My father’s name was Kenneth Cameron Fink, and he was a war veteran.
He graduated from high school in 1943 and enlisted in the Navy in December of that same year, serving for four years. He used to tell me that his plans to go to medical school were interrupted by World War II, but after he served his time, he no longer had the desire to be a doctor.
It bears mentioning that while he was in the Navy, he spent some of his time on board a ship very much like the one commemorated in the photograph that hung in the bedroom of my parent’s room.
But he also spent much of his time, most likely time he’d prefer not to have thought of, on board a submarine, where he worked as an operating room technician in the Pacific Theater.
In hindsight, I can understand why he decided not to stay with his plan to be a doctor.
I can’t begin to imagine the things he saw, at barely 19 or 20 years old, working on injured young men and women with only the tools of the early 1940’s at his disposal.

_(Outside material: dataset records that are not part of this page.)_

//! Runtime for executing agents with dependency injection
//!
//! The AgentRuntime manages shared resources like LLM providers and tool registries,
//! and provides factory methods for creating different types of agents.

use agent_core::Result;
use agent_llm::LLMProvider;
use agent_tools::ToolRegistry;
use std::sync::Arc;
use tracing::debug;

use crate::agents::{SimpleAgent, SimpleConfig, ToolAgent};
use crate::executor::{AgentExecutor, ExecutorConfig};

/// Configuration for the agent runtime
#[derive(Debug, Clone)]
pub struct RuntimeConfig {
    /// Default maximum iterations for tool-using agents
    pub default_max_iterations: usize,

    /// Default model to use
    pub default_model: String,
}

impl Default for RuntimeConfig {
    fn default() -> Self {
        Self {
            default_max_iterations: 10,
            default_model: "gemini-2.5-flash".to_string(),
        }
    }
}

/// Runtime for executing agents with dependency injection
///
/// The AgentRuntime manages shared resources (LLM provider, tool registry)
/// and provides factory methods for creating different types of agents.
///
/// # Example
///
/// ```no_run
/// use agent_runtime::{AgentRuntime, SimpleConfig, ExecutorConfig};
/// use agent_llm::providers::GeminiProvider;
/// use std::sync::Arc;
///
/// # async fn example() -> agent_core::Result<()> {
/// let runtime = AgentRuntime::builder()
///     .provider(Arc::new(GeminiProvider::from_env()?))
///     .build()?;
///
/// // Create a simple agent
/// let simple_agent = runtime.create_simple_agent(SimpleConfig::default(), "assistant");
///
/// // Create a tool-using agent
/// let tool_agent = runtime.create_tool_agent(ExecutorConfig::default(), "researcher");
/// # Ok(())
/// # }
/// ```
pub struct AgentRuntime {
    provider: Arc<dyn LLMProvider>,
    tool_registry: Arc<ToolRegistry>,
    config: RuntimeConfig,
}

impl AgentRuntime {
    /// Create a new agent runtime
    pub fn new(
        provider: Arc<dyn LLMProvider>,
        tool_registry: Arc<ToolRegistry>,
        config: RuntimeConfig,
    ) -> Self {
        Self {
            provider,
            tool_registry,
            config,
        }
    }

    /// Create a new runtime builder
    pub fn builder() -> AgentRuntimeBuilder {
        AgentRuntimeBuilder::new()
    }

    /// Get a reference to the LLM provider
    pub fn provider(&self) -> &Arc<dyn LLMProvider> {
        &self.provider
    }

    /// Get a reference to the tool registry
    pub fn tools(&self) -> &Arc<ToolRegistry> {
        &self.tool_registry
    }

    /// Get a reference to the runtime configuration
    pub fn config(&self) -> &RuntimeConfig {
        &self.config
    }

    /// Executor configuration seeded from the runtime defaults
    pub fn executor_config(&self) -> ExecutorConfig {
        ExecutorConfig {
            max_iterations: self.config.default_max_iterations,
            model: self.config.default_model.clone(),
            ..ExecutorConfig::default()
        }
    }

    /// Create a simple agent (LLM only, no tools)
    pub fn create_simple_agent(
        &self,
        config: SimpleConfig,
        name: impl Into<String>,
    ) -> SimpleAgent {
        SimpleAgent::new(self.provider.clone(), config, name.into())
    }

    /// Create a tool-using agent over the runtime's shared registry
    pub fn create_tool_agent(&self, config: ExecutorConfig, name: impl Into<String>) -> ToolAgent {
        self.create_tool_agent_with_tools(config, name, self.tool_registry.clone())
    }

    /// Create a tool-using agent with its own registry
    ///
    /// Each agent sees exactly the capabilities in `registry`.
    pub fn create_tool_agent_with_tools(
        &self,
        config: ExecutorConfig,
        name: impl Into<String>,
        registry: Arc<ToolRegistry>,
    ) -> ToolAgent {
        let name = name.into();
        debug!(agent = %name, tools = ?registry.names(), "Creating tool agent");
        let executor = AgentExecutor::new(self.provider.clone(), registry, config);
        ToolAgent::new(executor, name)
    }
}

/// Builder for AgentRuntime
pub struct AgentRuntimeBuilder {
    provider: Option<Arc<dyn LLMProvider>>,
    tool_registry: Option<Arc<ToolRegistry>>,
    config: RuntimeConfig,
}

impl AgentRuntimeBuilder {
    /// Create a new runtime builder
    pub fn new() -> Self {
        Self {
            provider: None,
            tool_registry: None,
            config: RuntimeConfig::default(),
        }
    }

    /// Set the LLM provider
    pub fn provider(mut self, provider: Arc<dyn LLMProvider>) -> Self {
        self.provider = Some(provider);
        self
    }

    /// Set the tool registry
    pub fn tool_registry(mut self, registry: Arc<ToolRegistry>) -> Self {
        self.tool_registry = Some(registry);
        self
    }

    /// Set the runtime configuration
    pub fn config(mut self, config: RuntimeConfig) -> Self {
        self.config = config;
        self
    }

    /// Set the default max iterations
    pub fn default_max_iterations(mut self, max: usize) -> Self {
        self.config.default_max_iterations = max;
        self
    }

    /// Set the default model
    pub fn default_model(mut self, model: impl Into<String>) -> Self {
        self.config.default_model = model.into();
        self
    }

    /// Build the runtime
    ///
    /// # Errors
    ///
    /// Returns an error if the provider is not set
    pub fn build(self) -> Result<AgentRuntime> {
        let provider = self.provider.ok_or_else(|| {
            agent_core::Error::InitializationFailed("Provider not set".to_string())
        })?;

        let tool_registry = self
            .tool_registry
            .unwrap_or_else(|| Arc::new(ToolRegistry::new()));

        Ok(AgentRuntime::new(provider, tool_registry, self.config))
    }
}

impl Default for AgentRuntimeBuilder {
    fn default() -> Self {
        Self::new()
    }
}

He never spoke of it, and I never pressed him.
Every so often, he would start to talk about it, but catch himself, and leave the room. It was a part of his life he shared with no one — not even my mom — and it was something we understood about him.
Every Veteran’s Day, I remember my dad, who’s long gone now but never forgotten, and think of what he must have gone through during those days in the second world war.
Then I think of all the other veterans, the men and women who know what it’s like to be separated from their families, and their homes, in the service of their country, and I find myself falling silent out of reverence as my dad used to before the photograph of that WWII ship.
There can never be enough words of thanks for these old soldiers, who were willing to give of themselves — some of them not coming back, others — like my father —perhaps never fully coming back, but all of them deserving respect on this day, and every day.
So, thank you veterans, for your commitment, for your heart, and for your service. I for one salute and honor you, sirs and madams. God bless you and your families today and always.